Q: Where are we now in arts journalism? Newspapers have been dropping critics right and left.
A: Newspapers have not been the newspapers that I remember for quite a number of years now. The day of many competing papers and views in a city is gone. But the classic newspaper model was not built on a mass-media vehicle. It was a collection niches. People don’t buy a newspaper because of its coverage of city hall. They buy it for the comics section or the crossword puzzle, etc. After they get through their favorite thing, they will read the city hall coverage. But the genius of this model is that none of the niche contents can support themselves, but if you aggregated them altogether, then you have enough readers and enough revenue to sell to advertisers.
In the ’60s, ’70s, and ’80s, the newspapers increasingly looked to TV as the mass media model. The mass market mentality is not niches at all. It is not excellence of product as the key to success. The mass market strategy is to find the place in the middle so that what you produce appeals to the most people. Editors I worked with at newspapers told me to write at an eighth grade reading level — the mythical, average, mass-market consumer. As soon as you do that, and when you assume that every person ought to be able to read every story in a newspaper, then you are not talking to those who are interested in the niches. Then the classical music reviews in a given city are not intended for people who know a lot about classical music. They are pitched to those who don’t know much. So you end up getting this content that isn’t very good. It isn’t very satisfying to the audience that ought to be your core audience, and you get this erosion of leadership of arts coverage. There are lots of exceptions. I try to post them every day in Artsjournal. But the majority of arts coverage is not very good.

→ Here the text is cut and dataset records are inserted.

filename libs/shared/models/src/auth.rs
use chrono::{DateTime, Utc};
use serde::{Deserialize, Serialize};

/// Claims carried by the platform's bearer tokens.
#[derive(Debug, Clone, Serialize, Deserialize)]
pub struct JwtClaims {
    pub sub: String,
    pub exp: Option<u64>,
    pub email: Option<String>,
    pub role: Option<String>,
    pub user_metadata: Option<serde_json::Value>,
    pub aud: Option<String>,
    pub iat: Option<u64>,
}

#[derive(Debug, Clone, Serialize, Deserialize)]
pub struct User {
    pub id: String,
    pub email: Option<String>,
    pub role: Option<String>,
    pub metadata: Option<serde_json::Value>,
    pub created_at: Option<DateTime<Utc>>,
}

impl User {
    pub fn has_role(&self, role: &str) -> bool {
        self.role.as_deref() == Some(role)
    }
}
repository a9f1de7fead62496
pub mod supabase;

pub use supabase::{DatabaseError, SupabaseClient};
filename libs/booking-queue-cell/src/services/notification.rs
use tokio::sync::broadcast;
use tracing::debug;

use crate::BookingEvent;

pub type BookingEventReceiver = broadcast::Receiver<BookingEvent>;

/// Outbound hand-off of booking outcomes to the notification collaborator.
///
/// Publishing never blocks and never fails the caller: with no subscriber, or
/// a subscriber that lags, events are dropped and only logged.
#[derive(Clone)]
pub struct BookingEventPublisher {
    sender: broadcast::Sender<BookingEvent>,
}

impl BookingEventPublisher {
    pub fn new(capacity: usize) -> Self {
        let (sender, _) = broadcast::channel(capacity.max(1));
        Self { sender }
    }

    pub fn publish(&self, event: BookingEvent) {
        let kind = event.kind;
        let message_id = event.message_id;
        match self.sender.send(event) {
            Ok(receivers) => debug!("Published {:?} event for message {} to {} receivers", kind, message_id, receivers),
            Err(_) => debug!("No notification subscribers for {:?} event of message {}", kind, message_id),
        }
    }

    pub fn subscribe(&self) -> BookingEventReceiver {
        self.sender.subscribe()
    }

    pub fn subscriber_count(&self) -> usize {
        self.sender.receiver_count()
    }
}

impl Default for BookingEventPublisher {
    fn default() -> Self {
        Self::new(1000)
    }
}
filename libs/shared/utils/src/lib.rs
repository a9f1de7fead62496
pub mod extractor;
pub mod jwt;
pub mod test_utils;
//! Raw chain balance to decimal conversion.

use rust_decimal::Decimal;

use crate::error::{DomainError, DomainResult};

/// Plancks per DOT-like unit (12 decimals).
pub const DEFAULT_DENOMINATION: u128 = 1_000_000_000_000;

/// Maps raw integer balances onto decimal token amounts.
#[derive(Debug, Clone, Copy, PartialEq, Eq)]
pub struct BalanceConverter {
    denominator: u128,
}

impl BalanceConverter {
    /// Create a converter dividing by `denominator`.
    ///
    /// A zero denominator is rejected.
    pub fn new(denominator: u128) -> DomainResult<Self> {
        if denominator == 0 {
            return Err(DomainError::ValidationError(
                "balance denominator must be non-zero".into(),
            ));
        }
        Self::checked_decimal(denominator, denominator)?;
        Ok(Self { denominator })
    }

    pub fn denominator(&self) -> u128 {
        self.denominator
    }

    /// Convert a raw balance into token units.
    pub fn to_decimal(&self, raw: u128) -> DomainResult<Decimal> {
        let value = Self::checked_decimal(raw, self.denominator)?;
        let denominator = Self::checked_decimal(self.denominator, self.denominator)?;
        value
            .checked_div(denominator)
            .map(|d| d.normalize())
            .ok_or(DomainError::BalanceOverflow {
                raw,
                denominator: self.denominator,
            })
    }

    /// Convert a Perbill (parts per billion) into a percentage.
    pub fn perbill_to_percent(perbill: u32) -> Decimal {
        Decimal::new(i64::from(perbill), 7).normalize()
    }

    fn checked_decimal(raw: u128, denominator: u128) -> DomainResult<Decimal> {
        i128::try_from(raw)
            .ok()
            .and_then(|v| Decimal::try_from_i128_with_scale(v, 0).ok())
            .ok_or(DomainError::BalanceOverflow { raw, denominator })
    }
}

impl Default for BalanceConverter {
    fn default() -> Self {
        Self {
            denominator: DEFAULT_DENOMINATION,
        }
    }
}
//! Port traits for data repositories.
//!
//! These traits define the storage interface used by the domain layer.
//! Implementations live in the infrastructure layer (e.g.,
//! `stakewatch-storage`).

use async_trait::async_trait;

use crate::error::StorageResult;
use crate::models::{
    Block, Chain, Era, EraNominator, EraPayout, EraValidator, Event, Extrinsic, Session,
};

// =============================================================================
// Filter Types
// =============================================================================

/// Filter options for extrinsic queries.
#[derive(Debug, Clone, Default)]
pub struct ExtrinsicFilter {
    pub block_number_gte: Option<u64>,
    pub block_number_lte: Option<u64>,
    /// `(section, method)` pairs; empty matches every call.
    pub calls: Vec<(String, String)>,
}

impl ExtrinsicFilter {
    /// Check an extrinsic against the filter.
    pub fn matches(&self, extrinsic: &Extrinsic) -> bool {
        self.block_number_gte
            .is_none_or(|gte| extrinsic.block_number >= gte)
            && self
                .block_number_lte
                .is_none_or(|lte| extrinsic.block_number <= lte)
            && (self.calls.is_empty()
                || self
                    .calls
                    .iter()
                    .any(|(s, m)| *s == extrinsic.section && *m == extrinsic.method))
    }
}

/// Set of payout rows replaced together.
#[derive(Debug, Clone, Copy, PartialEq, Eq)]
pub enum PayoutScope {
    /// Payouts executed in one block.
    Block(u64),
    /// Payouts executed inside one era's block window.
    MadeInEra(u32),
}

impl PayoutScope {
    /// Check whether a payout row belongs to this scope.
    pub fn contains(&self, payout: &EraPayout) -> bool {
        match self {
            Self::Block(number) => payout.block_number == *number,
            Self::MadeInEra(era) => payout.made_in_era == *era,
        }
    }
}

// =============================================================================
// Repository Traits
// =============================================================================

/// Repository for block data.
#[async_trait]
pub trait BlockRepository: Send + Sync {
    /// Insert a block unless one with the same number exists.
    ///
    /// Returns `true` if the row was created.
    async fn insert_block_if_absent(&self, block: &Block) -> StorageResult<bool>;

    /// Get block by number.
    async fn get_block(&self, number: u64) -> StorageResult<Option<Block>>;

    async fn lowest_block_number(&self) -> StorageResult<Option<u64>>;

    async fn highest_block_number(&self) -> StorageResult<Option<u64>>;
}

/// Repository for session data.
#[async_trait]
pub trait SessionRepository: Send + Sync {
    /// Insert a session unless one with the same index exists.
    ///
    /// Returns `true` if the row was created.
    async fn insert_session_if_absent(&self, session: &Session) -> StorageResult<bool>;

    async fn get_session(&self, index: u32) -> StorageResult<Option<Session>>;

    /// Session with the highest start block not above `block_number`.
    async fn session_at_block(&self, block_number: u64) -> StorageResult<Option<Session>>;

    /// Session with the highest start block.
    async fn latest_session(&self) -> StorageResult<Option<Session>>;

    /// Session with the lowest start block.
    async fn earliest_session(&self) -> StorageResult<Option<Session>>;
}

/// Repository for era aggregates and their stake snapshots.
#[async_trait]
pub trait EraRepository: Send + Sync {
    /// Insert or fully update an era aggregate.
    async fn upsert_era(&self, era: &Era) -> StorageResult<()>;

    async fn get_era(&self, index: u32) -> StorageResult<Option<Era>>;

    async fn lowest_era_index(&self) -> StorageResult<Option<u32>>;

    async fn highest_era_index(&self) -> StorageResult<Option<u32>>;

    /// Era with the highest start session not above `session_index`.
    async fn era_at_session(&self, session_index: u32) -> StorageResult<Option<Era>>;

    async fn list_validators(&self, era_index: u32) -> StorageResult<Vec<EraValidator>>;

    async fn list_nominators(&self, era_index: u32) -> StorageResult<Vec<EraNominator>>;
}

/// Repository for extrinsic data.
#[async_trait]
pub trait ExtrinsicRepository: Send + Sync {
    /// List extrinsics for a block.
    async fn list_extrinsics_for_block(&self, block_number: u64) -> StorageResult<Vec<Extrinsic>>;

    /// List extrinsics matching a filter, ordered by `(block_number, index)`.
    async fn list_extrinsics(&self, filter: ExtrinsicFilter) -> StorageResult<Vec<Extrinsic>>;
}

/// Repository for event data.
#[async_trait]
pub trait EventRepository: Send + Sync {
    /// List events for a block.
    async fn list_events_for_block(&self, block_number: u64) -> StorageResult<Vec<Event>>;

    /// List events for an extrinsic.
    async fn list_events_for_extrinsic(
        &self,
        block_number: u64,
        extrinsic_index: u32,
    ) -> StorageResult<Vec<Event>>;
}

/// Repository for payout records.
#[async_trait]
pub trait PayoutRepository: Send + Sync {
    async fn list_payouts(&self, scope: PayoutScope) -> StorageResult<Vec<EraPayout>>;

    async fn lowest_payout_block(&self) -> StorageResult<Option<u64>>;

    async fn highest_payout_block(&self) -> StorageResult<Option<u64>>;
}

/// Repository for per-chain checkpoint records.
#[async_trait]
pub trait ChainRepository: Send + Sync {
    async fn get_chain(&self, name: &str) -> StorageResult<Option<Chain>>;

    /// Update the checkpoint of an existing chain record.
    async fn set_last_grabbed_block(&self, name: &str, block: Option<u64>) -> StorageResult<()>;
}

// =============================================================================
// Composite Repository
// =============================================================================

/// Combined repository access for the indexer.
///
/// This trait provides access to all individual repositories and the
/// delete-then-recreate operations that span several rows. Each `replace_*`
/// call must leave either the old or the new set of rows in place, never a
/// mix of both.
#[async_trait]
pub trait Repositories: Send + Sync {
    fn blocks(&self) -> &dyn BlockRepository;

    fn sessions(&self) -> &dyn SessionRepository;

    fn eras(&self) -> &dyn EraRepository;

    fn extrinsics(&self) -> &dyn ExtrinsicRepository;

    fn events(&self) -> &dyn EventRepository;

    fn payouts(&self) -> &dyn PayoutRepository;

    fn chains(&self) -> &dyn ChainRepository;

    /// Replace every event and extrinsic of a block.
    async fn replace_block_activity(
        &self,
        block_number: u64,
        events: &[Event],
        extrinsics: &[Extrinsic],
    ) -> StorageResult<()>;

    /// Replace the validator and nominator snapshot of an era.
    async fn replace_era_snapshot(
        &self,
        era_index: u32,
        validators: &[EraValidator],
        nominators: &[EraNominator],
    ) -> StorageResult<()>;

    /// Replace every payout in a scope.
    async fn replace_payouts(&self, scope: PayoutScope, payouts: &[EraPayout])
    -> StorageResult<()>;
}
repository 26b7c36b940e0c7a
//! Readers turning decoded staking storage into port types.

use serde_json::Value as Json;

use stakewatch_core::error::{ChainError, ChainResult};
use stakewatch_core::ports::{EraRewardPoints, Exposure, IndividualExposure, ValidatorPrefs};

/// `ErasStakersOverview` entry.
#[derive(Debug, Clone, PartialEq, Eq)]
pub struct ExposureOverview {
    pub total: u128,
    pub own: u128,
    pub page_count: u32,
}

fn unexpected(entry: &str, value: &Json) -> ChainError {
    ChainError::UnexpectedValue {
        entry: entry.to_string(),
        message: value.to_string(),
    }
}

/// Items of a sequence, accepting a flattened one-element sequence.
pub fn as_list(value: &Json) -> Vec<&Json> {
    match value {
        Json::Array(items) => items.iter().collect(),
        Json::Null => Vec::new(),
        other => vec![other],
    }
}

pub fn json_u128(value: &Json) -> Option<u128> {
    match value {
        Json::String(s) => s.parse().ok(),
        Json::Number(n) => n.as_u64().map(u128::from),
        _ => None,
    }
}

pub fn json_u32(value: &Json) -> Option<u32> {
    json_u128(value).and_then(|v| u32::try_from(v).ok())
}

fn field_u128(value: &Json, field: &str, entry: &str) -> ChainResult<u128> {
    value
        .get(field)
        .and_then(json_u128)
        .ok_or_else(|| unexpected(entry, value))
}

/// `Staking.ErasRewardPoints`.
pub fn reward_points(value: &Json) -> ChainResult<EraRewardPoints> {
    const ENTRY: &str = "Staking.ErasRewardPoints";

    let total = value
        .get("total")
        .and_then(json_u32)
        .ok_or_else(|| unexpected(ENTRY, value))?;

    let individual = value.get("individual").unwrap_or(&Json::Null);
    let pairs: Vec<&Json> = match individual {
        Json::Array(items) if items.first().is_some_and(Json::is_array) => items.iter().collect(),
        // A single `(account, points)` pair with its list flattened
        Json::Array(items) if items.len() == 2 && items[0].is_string() => vec![individual],
        _ => Vec::new(),
    };

    let individual = pairs
        .into_iter()
        .map(|pair| match pair.as_array().map(Vec::as_slice) {
            Some([Json::String(account), points]) => {
                json_u32(points).map(|p| (account.clone(), p))
            }
            _ => None,
        })
        .collect::<Option<Vec<_>>>()
        .ok_or_else(|| unexpected(ENTRY, value))?;

    Ok(EraRewardPoints { total, individual })
}

/// `Staking.ErasValidatorPrefs`.
pub fn validator_prefs(value: &Json) -> ChainResult<ValidatorPrefs> {
    let commission = value
        .get("commission")
        .and_then(json_u32)
        .ok_or_else(|| unexpected("Staking.ErasValidatorPrefs", value))?;
    let blocked = value.get("blocked").and_then(Json::as_bool).unwrap_or(false);

    Ok(ValidatorPrefs {
        commission,
        blocked,
    })
}

fn individual_exposures(value: &Json, entry: &str) -> ChainResult<Vec<IndividualExposure>> {
    let others = value.get("others").unwrap_or(&Json::Null);
    as_list(others)
        .into_iter()
        .map(|item| {
            let who = item.get("who").and_then(Json::as_str);
            let amount = item.get("value").and_then(json_u128);
            match (who, amount) {
                (Some(who), Some(value)) => Ok(IndividualExposure {
                    who: who.to_string(),
                    value,
                }),
                _ => Err(unexpected(entry, item)),
            }
        })
        .collect()
}

/// `Staking.ErasStakers` (non-paged exposure).
pub fn exposure(value: &Json) -> ChainResult<Exposure> {
    const ENTRY: &str = "Staking.ErasStakers";
    Ok(Exposure {
        total: field_u128(value, "total", ENTRY)?,
        own: field_u128(value, "own", ENTRY)?,
        others: individual_exposures(value, ENTRY)?,
    })
}

/// `Staking.ErasStakersOverview`.
pub fn exposure_overview(value: &Json) -> ChainResult<ExposureOverview> {
    const ENTRY: &str = "Staking.ErasStakersOverview";
    Ok(ExposureOverview {
        total: field_u128(value, "total", ENTRY)?,
        own: field_u128(value, "own", ENTRY)?,
        page_count: value
            .get("page_count")
            .and_then(json_u32)
            .ok_or_else(|| unexpected(ENTRY, value))?,
    })
}

/// Nominators of one `Staking.ErasStakersPaged` page.
pub fn exposure_page(value: &Json) -> ChainResult<Vec<IndividualExposure>> {
    individual_exposures(value, "Staking.ErasStakersPaged")
}

/// A list of account addresses, e.g. `Session.Validators`.
pub fn accounts(value: &Json, entry: &str) -> ChainResult<Vec<String>> {
    as_list(value)
        .into_iter()
        .map(|v| {
            v.as_str()
                .map(str::to_string)
                .ok_or_else(|| unexpected(entry, v))
        })
        .collect()
}

/// Account bytes for a storage key, from a `0x` hex address.
pub fn account_key(address: &str) -> ChainResult<Vec<u8>> {
    hex::decode(address.trim_start_matches("0x")).map_err(|e| ChainError::UnexpectedValue {
        entry: "account address".to_string(),
        message: format!("{address}: {e}"),
    })
}

#[cfg(test)]
mod tests {
    use super::*;
    use serde_json::json;

    #[test]
    fn test_reward_points_with_several_validators() {
        let points = reward_points(&json!({
            "total": "100",
            "individual": [["0xv1", "60"], ["0xv2", "40"]]
        }))
        .unwrap();

        assert_eq!(points.total, 100);
        assert_eq!(
            points.individual,
            vec![("0xv1".to_string(), 60), ("0xv2".to_string(), 40)]
        );
    }

    #[test]
    fn test_reward_points_with_one_flattened_pair() {
        let points = reward_points(&json!({"total": "20", "individual": ["0xv1", "20"]})).unwrap();
        assert_eq!(points.individual, vec![("0xv1".to_string(), 20)]);
    }

    #[test]
    fn test_reward_points_of_running_era_are_empty() {
        let points = reward_points(&json!({"total": "0", "individual": []})).unwrap();
        assert!(points.individual.is_empty());
    }

    #[test]
    fn test_exposure_accepts_one_flattened_nominator() {
        let exposure = exposure(&json!({
            "total": "1500",
            "own": "500",
            "others": {"who": "0xn1", "value": "1000"}
        }))
        .unwrap();

        assert_eq!(exposure.total, 1_500);
        assert_eq!(exposure.others.len(), 1);
        assert_eq!(exposure.others[0].who, "0xn1");
    }

    #[test]
    fn test_paged_exposure() {
        let overview = exposure_overview(&json!({
            "total": "3000",
            "own": "1000",
            "nominator_count": "3",
            "page_count": "2"
        }))
        .unwrap();
        assert_eq!(overview.page_count, 2);

        let page = exposure_page(&json!({
            "page_total": "2000",
            "others": [{"who": "0xn1", "value": "1500"}, {"who": "0xn2", "value": "500"}]
        }))
        .unwrap();
        assert_eq!(page.len(), 2);
    }

    #[test]
    fn test_prefs_default_to_unblocked() {
        let prefs = validator_prefs(&json!({"commission": "50000000"})).unwrap();
        assert_eq!(prefs.commission, 50_000_000);
        assert!(!prefs.blocked);
    }

    #[test]
    fn test_malformed_values_name_their_entry() {
        let err = exposure(&json!({"own": "1"})).unwrap_err();
        assert!(err.to_string().contains("Staking.ErasStakers"));
        assert!(account_key("0xzz").is_err());
        assert_eq!(accounts(&json!("0xv1"), "Session.Validators").unwrap(), vec!["0xv1"]);
    }
}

Also, newspapers have never been able to cover community arts in an interesting way. Things like dance or jazz get really minimal coverage. However, now with the ease and the different ways that you can deliver information, we may discover a new model and improve the way that we cover culture. Right now we are in between the two models. The old one no longer works and the new one hasn’t been established.
Here’s an example of what I’m talking about. I just spent a week in North Carolina with dance critics from around the nation. Like music, dance is hard to write about. You are trying to describe things that are not easy to describe. What would happen if we tried to describe an event in a new way? I broke them into three teams, and signed them up with blogger accounts, and gave them a Flip video camera, which has a convenient USB port with which to upload movies to You Tube. I asked them to use the video to compare dance styles, or show what you mean, or talk to critics, the audience, or the choreographer. So they had a day and a half to expand the palette on which they are working, to find something that is not so linear in form with which to describe this artistic experience.